No doubt many of you have read this article before (see link above), but I had not. It’s very interesting to ponder whether Edward IV may have suffered from Type 2 Diabetes. I have to say that his portrait seems a prime example of the “fair, fat and forty” stereotype (of which I too am a prime example, except that in my case you should add another thirty years!)
OK, he’s not fat in this portrait, but he’s not lean either, unlike his brother Richard III. Nor was the portrait painted in his lifetime, but Edward was recorded as being very fat by the time he died. He had to start gaining weight some time before then.

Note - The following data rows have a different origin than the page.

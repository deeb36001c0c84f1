// Copyright (c) 2026 100monkeys.ai
// SPDX-License-Identifier: AGPL-3.0
//! Repository Factory - Application Layer
//!
//! Creates the concrete stores behind the shared state and knowledge store
//! and the task queue from the configured storage backend. The domain layer
//! only defines the traits; this module picks the implementations.
//!
//! # Architecture
//!
//! - **Layer:** Application Layer
//! - **Purpose:** Select repository implementations per storage backend

use anyhow::{Context, Result};
use sqlx::PgPool;
use std::sync::Arc;
use std::time::Duration;
use tracing::info;

use crate::domain::queue::TaskQueue;
use crate::domain::repository::{
    CheckpointRepository, GatewayAuditRepository, InvocationRepository, KnowledgeRepository, LeaseManager,
    StorageBackend, TaskRepository,
};
use crate::infrastructure::db::Database;
use crate::infrastructure::queue::{InMemoryTaskQueue, PostgresTaskQueue};
use crate::infrastructure::repositories::{
    InMemoryCheckpointRepository, InMemoryGatewayAuditRepository, InMemoryInvocationRepository,
    InMemoryKnowledgeRepository, InMemoryLeaseManager, InMemoryTaskRepository, PostgresCheckpointRepository,
    PostgresGatewayAuditRepository, PostgresInvocationRepository, PostgresKnowledgeRepository, PostgresLeaseManager,
    PostgresTaskRepository,
};

/// Creates a TaskRepository implementation based on the configured backend
pub fn create_task_repository(backend: &StorageBackend, pool: Option<&PgPool>) -> Arc<dyn TaskRepository> {
    match (backend, pool) {
        (StorageBackend::PostgreSQL(_), Some(pool)) => Arc::new(PostgresTaskRepository::new(pool.clone())),
        _ => Arc::new(InMemoryTaskRepository::new()),
    }
}

pub fn create_checkpoint_repository(backend: &StorageBackend, pool: Option<&PgPool>) -> Arc<dyn CheckpointRepository> {
    match (backend, pool) {
        (StorageBackend::PostgreSQL(_), Some(pool)) => Arc::new(PostgresCheckpointRepository::new(pool.clone())),
        _ => Arc::new(InMemoryCheckpointRepository::new()),
    }
}

pub fn create_invocation_repository(backend: &StorageBackend, pool: Option<&PgPool>) -> Arc<dyn InvocationRepository> {
    match (backend, pool) {
        (StorageBackend::PostgreSQL(_), Some(pool)) => Arc::new(PostgresInvocationRepository::new(pool.clone())),
        _ => Arc::new(InMemoryInvocationRepository::new()),
    }
}

pub fn create_knowledge_repository(backend: &StorageBackend, pool: Option<&PgPool>) -> Arc<dyn KnowledgeRepository> {
    match (backend, pool) {
        (StorageBackend::PostgreSQL(_), Some(pool)) => Arc::new(PostgresKnowledgeRepository::new(pool.clone())),
        _ => Arc::new(InMemoryKnowledgeRepository::new()),
    }
}

pub fn create_lease_manager(backend: &StorageBackend, pool: Option<&PgPool>) -> Arc<dyn LeaseManager> {
    match (backend, pool) {
        (StorageBackend::PostgreSQL(_), Some(pool)) => Arc::new(PostgresLeaseManager::new(pool.clone())),
        _ => Arc::new(InMemoryLeaseManager::new()),
    }
}

pub fn create_audit_repository(backend: &StorageBackend, pool: Option<&PgPool>) -> Arc<dyn GatewayAuditRepository> {
    match (backend, pool) {
        (StorageBackend::PostgreSQL(_), Some(pool)) => Arc::new(PostgresGatewayAuditRepository::new(pool.clone())),
        _ => Arc::new(InMemoryGatewayAuditRepository::new()),
    }
}

pub fn create_task_queue(
    backend: &StorageBackend,
    pool: Option<&PgPool>,
    visibility_timeout: Duration,
) -> Arc<dyn TaskQueue> {
    match (backend, pool) {
        (StorageBackend::PostgreSQL(_), Some(pool)) => Arc::new(PostgresTaskQueue::new(pool.clone(), visibility_timeout)),
        _ => Arc::new(InMemoryTaskQueue::new(visibility_timeout)),
    }
}

/// Every store the orchestrator works against, built for one backend.
#[derive(Clone)]
pub struct Repositories {
    pub tasks: Arc<dyn TaskRepository>,
    pub checkpoints: Arc<dyn CheckpointRepository>,
    pub invocations: Arc<dyn InvocationRepository>,
    pub knowledge: Arc<dyn KnowledgeRepository>,
    pub leases: Arc<dyn LeaseManager>,
    pub audit: Arc<dyn GatewayAuditRepository>,
    pub queue: Arc<dyn TaskQueue>,
}

impl Repositories {
    pub fn for_backend(backend: &StorageBackend, pool: Option<&PgPool>, visibility_timeout: Duration) -> Self {
        Self {
            tasks: create_task_repository(backend, pool),
            checkpoints: create_checkpoint_repository(backend, pool),
            invocations: create_invocation_repository(backend, pool),
            knowledge: create_knowledge_repository(backend, pool),
            leases: create_lease_manager(backend, pool),
            audit: create_audit_repository(backend, pool),
            queue: create_task_queue(backend, pool, visibility_timeout),
        }
    }

    pub fn in_memory(visibility_timeout: Duration) -> Self {
        Self::for_backend(&StorageBackend::InMemory, None, visibility_timeout)
    }

    /// Connect to the configured backend. For PostgreSQL, pending migrations
    /// are applied before the stores are handed out.
    pub async fn connect(backend: &StorageBackend, visibility_timeout: Duration) -> Result<Self> {
        match backend {
            StorageBackend::InMemory => {
                info!("Using in-memory storage backend");
                Ok(Self::in_memory(visibility_timeout))
            }
            StorageBackend::PostgreSQL(config) => {
                let database = Database::new(config).await.context("Failed to connect to PostgreSQL")?;
                database.migrate().await?;
                info!("Using PostgreSQL storage backend");
                Ok(Self::for_backend(backend, Some(database.get_pool()), visibility_timeout))
            }
        }
    }
}

#[cfg(test)]
mod tests {
    use super::*;
    use crate::domain::repository::PostgresConfig;

    #[tokio::test]
    async fn postgres_backend_without_pool_falls_back_to_memory() {
        let backend = StorageBackend::PostgreSQL(PostgresConfig {
            connection_string: "postgres://unused".into(),
            max_connections: 1,
        });
        let repositories = Repositories::for_backend(&backend, None, Duration::from_secs(30));
        assert_eq!(repositories.queue.depth().await.unwrap(), 0);
        assert!(repositories.tasks.list(None, 10).await.unwrap().is_empty());
    }
}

Of course, in the days before insulin and other marvellous medical advances, if Edward had indeed become diabetic, the condition would simply follow its course. Which brings me to wonder if he might not, after all, have suffered from it. My mother, who was not fat, also suffered from Type 2, and she lost weight. A great deal of it. She stopped losing it when insulin injections commenced. So, does Type 2 Diabetes mean putting on weight? Or shedding it? I cannot answer the question, and am not medically trained, so can only be left wondering about Edward. It’s a possibility, but I have yet to be convinced.
By the way, , I’m a bit taken aback by the statement that Derbyshire is the only land-locked county. I can’t imagine that in the 15th century the likes of Berkshire, Hertfordshire, Leicestershire, Nottinghamshire, Rutland, Staffordshire, Warwickshire and Wiltshire had sandy, wave-kissed beaches. Maybe I’m wrong. (If I am, or have missed a county, I apologise!)